Cap ‘n Gown ‘n Giggles goes for two minutes, eight seconds and features Killam, Riggle, Malco, Rajskub, Packer, and actors Fat Joe and Ben Schwartz. “Cap” mainly shows the participants on the set for the graduation scene. It becomes a mediocre addition.
After this comes Making of the Dance Battle, a three-minute, 45-second piece with Hart, Haddish, Lee, Packer and choreographer Eboni Nichols. We get a few tidbits related to the scene in question, but mostly we find joking around, so don’t expect much information here.
From there we head to the 40-second Christian Chicken, a promo piece. It puts Hart in character to promote the fast food restaurant. It’s cute and painless.
Game Over spans one minute, 46 seconds and includes Hart, Echikunwoke, and actor Yvonne Orji. “Over” discusses Orji’s character in a quick, superficial manner.
We wrap with an Extended Performance of “El Sueno”. This shows more of the song the Luis character croons at prom. It probably should’ve been in the deleted scenes area, and it’s a watchable clip.
The disc opens with ads for Johnny English Strikes Again, Mamma Mia!
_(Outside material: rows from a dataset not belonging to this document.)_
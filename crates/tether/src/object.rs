//! # Objects
//!
//! Things that stay home. A `RemoteObject` is adopted by a communicator and
//! from then on is handled through an `ObjectRef`, which is either the local
//! handle or a proxy, and behaves the same either way at the call site.
//!
//! ## Invariants
//!
//! - An adopted object gets its `ObjectId` once, from its home communicator,
//!   and keeps it for life. Re-exporting after reclamation reuses the id.
//! - Two `ObjectRef`s are equal iff they name the same `{owner, id}`,
//!   whether each is a local handle or a proxy.

use std::fmt;
use std::hash::Hash;
use std::hash::Hasher;
use std::sync::Arc;
use std::sync::Weak;

use tetherrpc::Capability;
use tetherrpc::EndpointAddress;
use tetherrpc::Failure;
use tetherrpc::FailureKind;
use tetherrpc::GlobalId;
use tetherrpc::ObjectId;

use crate::communicator::Communicator;
use crate::communicator::Shared;
use crate::error::Cause;
use crate::error::Error;
use crate::error::ErrorKind;
use crate::error::Result;
use crate::proxy::Proxy;
use crate::value::Value;

/// An object that can be invoked from other processes.
///
/// Implementations dispatch on `selector` and return `NoSuchMethod` for
/// anything they do not understand.
#[async_trait::async_trait]
pub trait RemoteObject: Send + Sync + 'static {
    /// Declared interface name, carried in every long reference.
    fn interface(&self) -> &str;

    /// `NonCopiable` unless the type must never change home.
    fn capability(&self) -> Capability {
        Capability::NonCopiable
    }

    async fn invoke(
        &self,
        ctx: &Communicator,
        selector: &str,
        args: Vec<Value>,
    ) -> std::result::Result<Value, InvokeError>;
}

/// How a `RemoteObject` operation failed.
#[derive(Debug)]
pub enum InvokeError {
    /// A domain error, re-raised on the caller with the same kind.
    Application { kind: String, message: String },
    NoSuchMethod(String),
    BadArguments(String),
    /// A nested call made while serving this one failed.
    Nested(Box<Error>),
}

impl InvokeError {
    pub fn application(kind: impl Into<String>, message: impl Into<String>) -> Self {
        Self::Application { kind: kind.into(), message: message.into() }
    }

    pub fn bad_arguments(message: impl Into<String>) -> Self {
        Self::BadArguments(message.into())
    }

    /// The failure payload sent back in a Result frame.
    pub fn into_failure(self) -> Failure {
        match self {
            Self::Application { kind, message } => Failure::new(FailureKind::Application(kind), message),
            Self::NoSuchMethod(selector) => Failure::new(FailureKind::NoSuchMethod, selector),
            Self::BadArguments(message) => Failure::new(FailureKind::BadArguments, message),
            Self::Nested(e) => match e.failure() {
                Some(failure) => failure.clone(),
                None => {
                    let kind = match e.kind() {
                        ErrorKind::Marshal => FailureKind::Marshal,
                        _ => FailureKind::Unavailable,
                    };
                    Failure::new(kind, e.to_string())
                }
            },
        }
    }
}

impl fmt::Display for InvokeError {
    fn fmt(&self, f: &mut fmt::Formatter<'_>) -> fmt::Result {
        match self {
            Self::Application { kind, message } => write!(f, "{}: {}", kind, message),
            Self::NoSuchMethod(selector) => write!(f, "no such method '{}'", selector),
            Self::BadArguments(message) => write!(f, "bad arguments: {}", message),
            Self::Nested(e) => write!(f, "nested call failed: {}", e),
        }
    }
}

impl std::error::Error for InvokeError {
    fn source(&self) -> Option<&(dyn std::error::Error + 'static)> {
        match self {
            Self::Nested(e) => Some(e.as_ref()),
            _ => None,
        }
    }
}

impl From<Error> for InvokeError {
    fn from(e: Error) -> Self {
        Self::Nested(Box::new(e))
    }
}

pub(crate) struct LocalEntry {
    pub(crate) object: Arc<dyn RemoteObject>,
    pub(crate) id: ObjectId,
    pub(crate) home: EndpointAddress,
    pub(crate) interface: String,
    pub(crate) capability: Capability,
    pub(crate) communicator: Weak<Shared>,
}

/// The home-side handle of an adopted object.
#[derive(Clone)]
pub struct LocalRef(pub(crate) Arc<LocalEntry>);

impl LocalRef {
    pub fn id(&self) -> ObjectId {
        self.0.id
    }

    pub fn global_id(&self) -> GlobalId {
        GlobalId { owner: self.0.home.clone(), id: self.0.id }
    }

    pub fn object(&self) -> &Arc<dyn RemoteObject> {
        &self.0.object
    }

    pub(crate) fn belongs_to(&self, shared: &Arc<Shared>) -> bool {
        std::ptr::eq(self.0.communicator.as_ptr(), Arc::as_ptr(shared))
    }

    pub(crate) fn downgrade(&self) -> Weak<LocalEntry> {
        Arc::downgrade(&self.0)
    }

    async fn invoke(&self, selector: &str, args: Vec<Value>) -> Result<Value> {
        let context = format!("invoking {} on local {}", selector, self.0.id);
        let shared = self.0.communicator.upgrade().ok_or_else(|| Error::closed(context.clone()))?;
        let ctx = Communicator::from_shared(shared);
        self.0
            .object
            .invoke(&ctx, selector, args)
            .await
            .map_err(|e| Error::new(context, Cause::Failed(e.into_failure())))
    }
}

/// A location-transparent handle: the object itself, or a proxy to it.
#[derive(Clone)]
pub enum ObjectRef {
    Local(LocalRef),
    Remote(Proxy),
}

impl ObjectRef {
    /// Invokes an operation, locally or over the wire.
    pub async fn invoke(&self, selector: &str, args: Vec<Value>) -> Result<Value> {
        match self {
            Self::Local(local) => local.invoke(selector, args).await,
            Self::Remote(proxy) => proxy.invoke(selector, args).await,
        }
    }

    pub fn global_id(&self) -> GlobalId {
        match self {
            Self::Local(local) => local.global_id(),
            Self::Remote(proxy) => proxy.global_id(),
        }
    }

    pub fn owner(&self) -> &EndpointAddress {
        match self {
            Self::Local(local) => &local.0.home,
            Self::Remote(proxy) => &proxy.reference().owner,
        }
    }

    pub fn interface(&self) -> &str {
        match self {
            Self::Local(local) => &local.0.interface,
            Self::Remote(proxy) => &proxy.reference().interface,
        }
    }

    pub fn capability(&self) -> Capability {
        match self {
            Self::Local(local) => local.0.capability,
            Self::Remote(proxy) => proxy.reference().capability,
        }
    }

    pub fn is_local(&self) -> bool {
        matches!(self, Self::Local(_))
    }

    pub fn is_remote(&self) -> bool {
        matches!(self, Self::Remote(_))
    }

    /// The real object when it lives in this process.
    pub fn local_object(&self) -> Option<&Arc<dyn RemoteObject>> {
        match self {
            Self::Local(local) => Some(local.object()),
            Self::Remote(_) => None,
        }
    }
}

impl PartialEq for ObjectRef {
    fn eq(&self, other: &Self) -> bool {
        self.global_id() == other.global_id()
    }
}

impl Eq for ObjectRef {}

impl Hash for ObjectRef {
    fn hash<H: Hasher>(&self, state: &mut H) {
        self.global_id().hash(state);
    }
}

impl fmt::Debug for ObjectRef {
    fn fmt(&self, f: &mut fmt::Formatter<'_>) -> fmt::Result {
        let place = if self.is_local() { "local" } else { "proxy" };
        write!(f, "{}({} @ {})", self.interface(), place, self.global_id())
    }
}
Here We Go Again and Benchwarmers 2. No trailer for Night School appears here.
A second disc provides a DVD copy of Night School. It includes both versions of the film, the commentary, the alternate opening and the deleted scenes but it drops the other extras.
Due to a solid cast, Night School produces the occasional laugh. However, it tends to waste their talent with easy, witless gags and predictable situations. The Blu-ray provides very good picture and audio as well as supplements led by an informative commentary. Night School isn’t a terrible comedy but it never becomes better than mediocre.